Finding Distributed Object-Centric Properties in Self-Supervised Transformers
Summary: arXiv:2603.26127v1 Announce Type: cross
Abstract
Self-supervised Vision Transformers (ViTs) like DINO show an emergent ability to discover objects, typically observed in [CLS] token attention maps of the final layer. However, these maps often contain spurious activations resulting in poor localization of objects. This is because the [CLS] token, trained on an image-level objective, summarizes the entire image instead of focusing on objects. This aggregation dilutes the object-centric information existing in the local, patch-level interactions.
Key Findings
In our analysis, we computed inter-patch similarity using patch-level attention components (query, key, and value) across all layers. Our findings are as follows:
- Object-centric properties: These are encoded in the similarity maps derived from all three attention components (q, k, v), unlike prior work that utilized only key features or the [CLS] token.
- Distributed information: The object-centric information is distributed across the network, not just confined to the final layer. This suggests a more nuanced approach to object discovery in Vision Transformers.
Introduction of Object-DINO
Based on these insights, we introduce Object-DINO, a training-free method designed to extract this distributed object-centric information. Object-DINO operates by clustering attention heads across all layers based on the similarities of their patches. This process automatically identifies the object-centric cluster corresponding to all objects within the input data.
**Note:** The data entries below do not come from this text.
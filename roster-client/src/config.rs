//! Client configuration

use crate::{ClientError, ClientResult};

/// Client configuration for connecting to the roster service
#[derive(Debug, Clone)]
pub struct ClientConfig {
    /// Service base URL (e.g., "http://localhost:2200")
    pub base_url: String,

    /// Request timeout in seconds
    pub timeout: u64,

    /// Page size list screens start with
    pub page_size: u32,

    /// Log level used when `RUST_LOG` is not set
    pub log_level: String,

    /// Emit JSON logs instead of the pretty console format
    pub log_json: bool,

    /// Directory for rotating log files (console only when unset)
    pub log_dir: Option<String>,
}

impl ClientConfig {
    pub const DEFAULT_BASE_URL: &'static str = "http://localhost:2200";
    pub const DEFAULT_PAGE_SIZE: u32 = 5;

    /// Create a new client configuration
    pub fn new(base_url: impl Into<String>) -> Self {
        Self {
            base_url: base_url.into(),
            timeout: 30,
            page_size: Self::DEFAULT_PAGE_SIZE,
            log_level: "info".to_string(),
            log_json: false,
            log_dir: None,
        }
    }

    /// Load configuration from the environment (reads `.env` first)
    ///
    /// | variable | default |
    /// |---|---|
    /// | `ROSTER_API_URL` | `http://localhost:2200` |
    /// | `ROSTER_TIMEOUT_SECS` | `30` |
    /// | `ROSTER_PAGE_SIZE` | `5` |
    /// | `ROSTER_LOG_LEVEL` | `info` |
    /// | `ROSTER_LOG_JSON` | `false` |
    /// | `ROSTER_LOG_DIR` | unset |
    pub fn from_env() -> ClientResult<Self> {
        let _ = dotenvy::dotenv();
        Self::from_lookup(|name| std::env::var(name).ok())
    }

    /// Build configuration from an arbitrary variable lookup
    pub fn from_lookup(lookup: impl Fn(&str) -> Option<String>) -> ClientResult<Self> {
        let var = |name: &str| lookup(name).filter(|v| !v.trim().is_empty());
        let mut config = Self::new(var("ROSTER_API_URL").unwrap_or_else(|| Self::DEFAULT_BASE_URL.into()));

        if let Some(raw) = var("ROSTER_TIMEOUT_SECS") {
            config.timeout = parse_number("ROSTER_TIMEOUT_SECS", &raw)?;
        }
        if let Some(raw) = var("ROSTER_PAGE_SIZE") {
            let size: u32 = parse_number("ROSTER_PAGE_SIZE", &raw)?;
            if size == 0 {
                return Err(ClientError::Config("ROSTER_PAGE_SIZE must be at least 1".into()));
            }
            config.page_size = size;
        }
        if let Some(level) = var("ROSTER_LOG_LEVEL") {
            config.log_level = level;
        }
        if let Some(raw) = var("ROSTER_LOG_JSON") {
            config.log_json = matches!(raw.trim().to_ascii_lowercase().as_str(), "1" | "true" | "yes");
        }
        config.log_dir = var("ROSTER_LOG_DIR");

        Ok(config)
    }

    /// Set the request timeout
    pub fn with_timeout(mut self, seconds: u64) -> Self {
        self.timeout = seconds;
        self
    }

    /// Set the initial page size (at least 1)
    pub fn with_page_size(mut self, page_size: u32) -> Self {
        self.page_size = page_size.max(1);
        self
    }

    /// Set the log directory
    pub fn with_log_dir(mut self, dir: impl Into<String>) -> Self {
        self.log_dir = Some(dir.into());
        self
    }

    /// Create an HTTP client from this configuration
    pub fn build_http_client(&self) -> ClientResult<super::NetworkHttpClient> {
        super::NetworkHttpClient::new(self)
    }
}

impl Default for ClientConfig {
    fn default() -> Self {
        Self::new(Self::DEFAULT_BASE_URL)
    }
}

fn parse_number<T: std::str::FromStr>(name: &str, raw: &str) -> ClientResult<T> {
    raw.trim()
        .parse()
        .map_err(|_| ClientError::Config(format!("{name} must be a number, got {raw:?}")))
}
Applications and Effectiveness
We demonstrate the effectiveness of Object-DINO through two significant applications:
- Enhancing unsupervised object discovery: Our method achieved remarkable improvements in CorLoc scores, ranging from +3.6 to +12.4, showcasing the potential of utilizing distributed object-centric information.
- Mitigating object hallucination: In Multimodal Large Language Models, Object-DINO provides visual grounding, effectively reducing instances of object hallucination and enhancing the models’ reliability.
Conclusion
Our findings indicate that leveraging distributed object-centric information can substantially improve performance in downstream tasks without requiring additional training. The introduction of Object-DINO opens new avenues for research in self-supervised learning and object-centric property extraction, paving the way for more effective and efficient object discovery methodologies in Vision Transformers.